EXERCISE AIM
Would you please return the lines of the entries below starting at the line that has "impl std::ops::Add<u64> for" and ending at the line that has "let elapsed = self.origin.elapsed().as_millis();", both included, exactly as they are?
********************
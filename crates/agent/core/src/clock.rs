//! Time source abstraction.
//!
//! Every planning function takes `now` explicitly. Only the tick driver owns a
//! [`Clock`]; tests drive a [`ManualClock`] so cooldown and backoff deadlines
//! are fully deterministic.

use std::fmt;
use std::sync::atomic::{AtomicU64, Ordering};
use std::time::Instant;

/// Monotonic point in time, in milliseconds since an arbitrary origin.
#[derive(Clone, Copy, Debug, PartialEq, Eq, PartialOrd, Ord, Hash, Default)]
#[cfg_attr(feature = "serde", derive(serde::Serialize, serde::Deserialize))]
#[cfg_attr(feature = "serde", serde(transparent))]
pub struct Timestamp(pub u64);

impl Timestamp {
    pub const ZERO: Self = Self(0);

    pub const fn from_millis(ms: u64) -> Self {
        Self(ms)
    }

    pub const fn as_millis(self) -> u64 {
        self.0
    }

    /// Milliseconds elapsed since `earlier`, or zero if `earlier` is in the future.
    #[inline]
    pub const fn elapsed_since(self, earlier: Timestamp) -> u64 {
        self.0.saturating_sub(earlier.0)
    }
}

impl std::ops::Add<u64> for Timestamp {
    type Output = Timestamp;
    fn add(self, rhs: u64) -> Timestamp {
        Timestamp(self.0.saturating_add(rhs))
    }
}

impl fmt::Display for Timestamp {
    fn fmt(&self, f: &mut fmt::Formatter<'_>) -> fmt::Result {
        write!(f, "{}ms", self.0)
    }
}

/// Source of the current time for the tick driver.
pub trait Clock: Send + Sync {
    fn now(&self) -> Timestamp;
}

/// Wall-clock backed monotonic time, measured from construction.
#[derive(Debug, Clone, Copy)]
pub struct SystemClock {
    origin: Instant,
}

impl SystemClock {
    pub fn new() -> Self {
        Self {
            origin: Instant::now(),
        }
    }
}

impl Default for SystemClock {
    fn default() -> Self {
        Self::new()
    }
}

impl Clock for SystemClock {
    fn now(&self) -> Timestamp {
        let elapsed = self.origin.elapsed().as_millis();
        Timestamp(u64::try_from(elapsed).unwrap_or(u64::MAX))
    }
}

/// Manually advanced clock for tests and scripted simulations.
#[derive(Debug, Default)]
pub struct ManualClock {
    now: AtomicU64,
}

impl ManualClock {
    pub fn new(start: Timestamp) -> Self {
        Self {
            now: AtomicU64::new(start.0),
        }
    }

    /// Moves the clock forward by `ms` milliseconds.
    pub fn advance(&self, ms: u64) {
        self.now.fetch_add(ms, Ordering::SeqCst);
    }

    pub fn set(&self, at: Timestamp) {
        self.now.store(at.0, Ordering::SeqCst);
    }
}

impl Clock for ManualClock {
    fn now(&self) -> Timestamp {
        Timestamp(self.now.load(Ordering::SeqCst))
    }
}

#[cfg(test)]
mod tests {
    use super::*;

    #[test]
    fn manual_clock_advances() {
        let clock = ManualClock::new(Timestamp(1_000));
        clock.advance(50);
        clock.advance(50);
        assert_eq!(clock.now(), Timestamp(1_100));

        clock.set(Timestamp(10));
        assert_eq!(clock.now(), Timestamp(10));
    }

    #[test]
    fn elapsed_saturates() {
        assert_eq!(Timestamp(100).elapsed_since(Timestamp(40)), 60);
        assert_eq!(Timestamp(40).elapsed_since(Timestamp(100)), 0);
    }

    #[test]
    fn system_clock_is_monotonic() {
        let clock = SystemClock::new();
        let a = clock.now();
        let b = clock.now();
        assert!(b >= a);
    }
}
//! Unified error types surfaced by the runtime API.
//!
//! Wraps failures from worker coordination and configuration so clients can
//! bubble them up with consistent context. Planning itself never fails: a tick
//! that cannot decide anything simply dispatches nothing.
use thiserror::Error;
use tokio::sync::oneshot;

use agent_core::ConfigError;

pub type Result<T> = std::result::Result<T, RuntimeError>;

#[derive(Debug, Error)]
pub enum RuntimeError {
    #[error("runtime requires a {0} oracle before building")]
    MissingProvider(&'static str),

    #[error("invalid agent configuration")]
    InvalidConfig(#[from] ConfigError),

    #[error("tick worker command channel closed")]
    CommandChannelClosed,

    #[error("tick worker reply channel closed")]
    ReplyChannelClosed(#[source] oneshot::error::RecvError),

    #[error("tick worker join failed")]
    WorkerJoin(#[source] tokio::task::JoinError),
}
********************
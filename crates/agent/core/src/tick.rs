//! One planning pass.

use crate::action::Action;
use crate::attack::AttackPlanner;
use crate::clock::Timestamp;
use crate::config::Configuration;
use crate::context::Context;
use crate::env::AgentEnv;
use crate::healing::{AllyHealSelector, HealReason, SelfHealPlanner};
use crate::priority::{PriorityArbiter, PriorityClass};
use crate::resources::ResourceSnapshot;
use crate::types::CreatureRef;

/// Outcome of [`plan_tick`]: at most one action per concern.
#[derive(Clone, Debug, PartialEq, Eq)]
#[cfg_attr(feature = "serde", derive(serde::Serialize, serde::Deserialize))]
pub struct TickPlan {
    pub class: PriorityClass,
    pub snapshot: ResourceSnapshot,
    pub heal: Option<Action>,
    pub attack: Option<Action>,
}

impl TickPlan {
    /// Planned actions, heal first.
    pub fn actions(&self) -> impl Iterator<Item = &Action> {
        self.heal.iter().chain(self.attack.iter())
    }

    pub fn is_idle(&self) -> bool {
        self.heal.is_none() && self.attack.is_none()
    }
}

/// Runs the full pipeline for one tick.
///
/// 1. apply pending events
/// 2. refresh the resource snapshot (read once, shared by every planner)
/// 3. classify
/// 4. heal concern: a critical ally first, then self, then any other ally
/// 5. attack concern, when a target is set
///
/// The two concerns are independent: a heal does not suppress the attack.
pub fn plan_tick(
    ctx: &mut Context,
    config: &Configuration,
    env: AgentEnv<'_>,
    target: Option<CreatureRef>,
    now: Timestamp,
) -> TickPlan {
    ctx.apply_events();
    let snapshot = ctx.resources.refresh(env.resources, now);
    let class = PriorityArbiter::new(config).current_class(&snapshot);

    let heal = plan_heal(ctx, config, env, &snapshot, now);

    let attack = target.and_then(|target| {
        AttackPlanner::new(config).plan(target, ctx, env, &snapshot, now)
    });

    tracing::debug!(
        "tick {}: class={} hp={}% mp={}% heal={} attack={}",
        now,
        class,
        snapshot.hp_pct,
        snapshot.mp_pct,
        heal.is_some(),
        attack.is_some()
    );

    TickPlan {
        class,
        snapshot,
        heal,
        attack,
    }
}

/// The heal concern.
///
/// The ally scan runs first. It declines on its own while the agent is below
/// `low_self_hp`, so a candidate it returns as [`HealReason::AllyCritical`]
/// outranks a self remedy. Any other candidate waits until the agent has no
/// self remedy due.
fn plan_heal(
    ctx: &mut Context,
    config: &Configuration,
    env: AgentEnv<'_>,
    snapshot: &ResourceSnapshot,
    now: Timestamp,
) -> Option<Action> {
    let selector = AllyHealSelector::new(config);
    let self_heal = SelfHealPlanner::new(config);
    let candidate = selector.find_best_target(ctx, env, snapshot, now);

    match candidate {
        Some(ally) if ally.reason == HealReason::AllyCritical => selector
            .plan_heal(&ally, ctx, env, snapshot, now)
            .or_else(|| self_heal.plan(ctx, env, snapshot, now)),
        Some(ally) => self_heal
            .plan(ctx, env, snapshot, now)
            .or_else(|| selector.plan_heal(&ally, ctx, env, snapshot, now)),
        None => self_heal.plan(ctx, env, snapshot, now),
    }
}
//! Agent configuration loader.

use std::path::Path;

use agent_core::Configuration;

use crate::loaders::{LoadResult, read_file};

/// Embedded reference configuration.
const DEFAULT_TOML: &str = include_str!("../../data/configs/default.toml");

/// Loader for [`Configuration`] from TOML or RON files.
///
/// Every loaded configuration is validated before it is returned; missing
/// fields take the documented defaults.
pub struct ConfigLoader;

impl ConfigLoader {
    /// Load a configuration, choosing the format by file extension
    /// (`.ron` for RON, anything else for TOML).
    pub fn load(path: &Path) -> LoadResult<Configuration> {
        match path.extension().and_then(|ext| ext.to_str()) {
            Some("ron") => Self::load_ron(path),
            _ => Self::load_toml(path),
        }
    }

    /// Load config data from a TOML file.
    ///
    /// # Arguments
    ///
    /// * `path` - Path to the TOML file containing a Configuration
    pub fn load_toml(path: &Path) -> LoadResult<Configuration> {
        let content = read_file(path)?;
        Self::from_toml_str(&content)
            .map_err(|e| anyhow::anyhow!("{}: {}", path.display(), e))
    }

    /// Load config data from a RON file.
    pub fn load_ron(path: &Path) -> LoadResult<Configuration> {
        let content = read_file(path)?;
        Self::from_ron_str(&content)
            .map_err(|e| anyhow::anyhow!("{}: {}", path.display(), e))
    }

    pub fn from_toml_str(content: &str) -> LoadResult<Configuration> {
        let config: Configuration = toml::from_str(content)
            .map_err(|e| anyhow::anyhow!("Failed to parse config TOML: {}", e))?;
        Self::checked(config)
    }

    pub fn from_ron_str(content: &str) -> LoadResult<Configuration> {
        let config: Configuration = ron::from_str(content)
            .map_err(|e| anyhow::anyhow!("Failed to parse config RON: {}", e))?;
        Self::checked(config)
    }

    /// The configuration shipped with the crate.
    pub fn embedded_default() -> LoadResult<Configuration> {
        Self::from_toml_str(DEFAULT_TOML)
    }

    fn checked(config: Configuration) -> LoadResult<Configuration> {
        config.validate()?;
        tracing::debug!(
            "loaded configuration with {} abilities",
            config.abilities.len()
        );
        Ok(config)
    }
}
********************
ANSWER BELOW
impl std::ops::Add<u64> for Timestamp {
    type Output = Timestamp;
    fn add(self, rhs: u64) -> Timestamp {
        Timestamp(self.0.saturating_add(rhs))
    }
}

impl fmt::Display for Timestamp {
    fn fmt(&self, f: &mut fmt::Formatter<'_>) -> fmt::Result {
        write!(f, "{}ms", self.0)
    }
}

/// Source of the current time for the tick driver.
pub trait Clock: Send + Sync {
    fn now(&self) -> Timestamp;
}

/// Wall-clock backed monotonic time, measured from construction.
#[derive(Debug, Clone, Copy)]
pub struct SystemClock {
    origin: Instant,
}

impl SystemClock {
    pub fn new() -> Self {
        Self {
            origin: Instant::now(),
        }
    }
}

impl Default for SystemClock {
    fn default() -> Self {
        Self::new()
    }
}

impl Clock for SystemClock {
    fn now(&self) -> Timestamp {
        let elapsed = self.origin.elapsed().as_millis();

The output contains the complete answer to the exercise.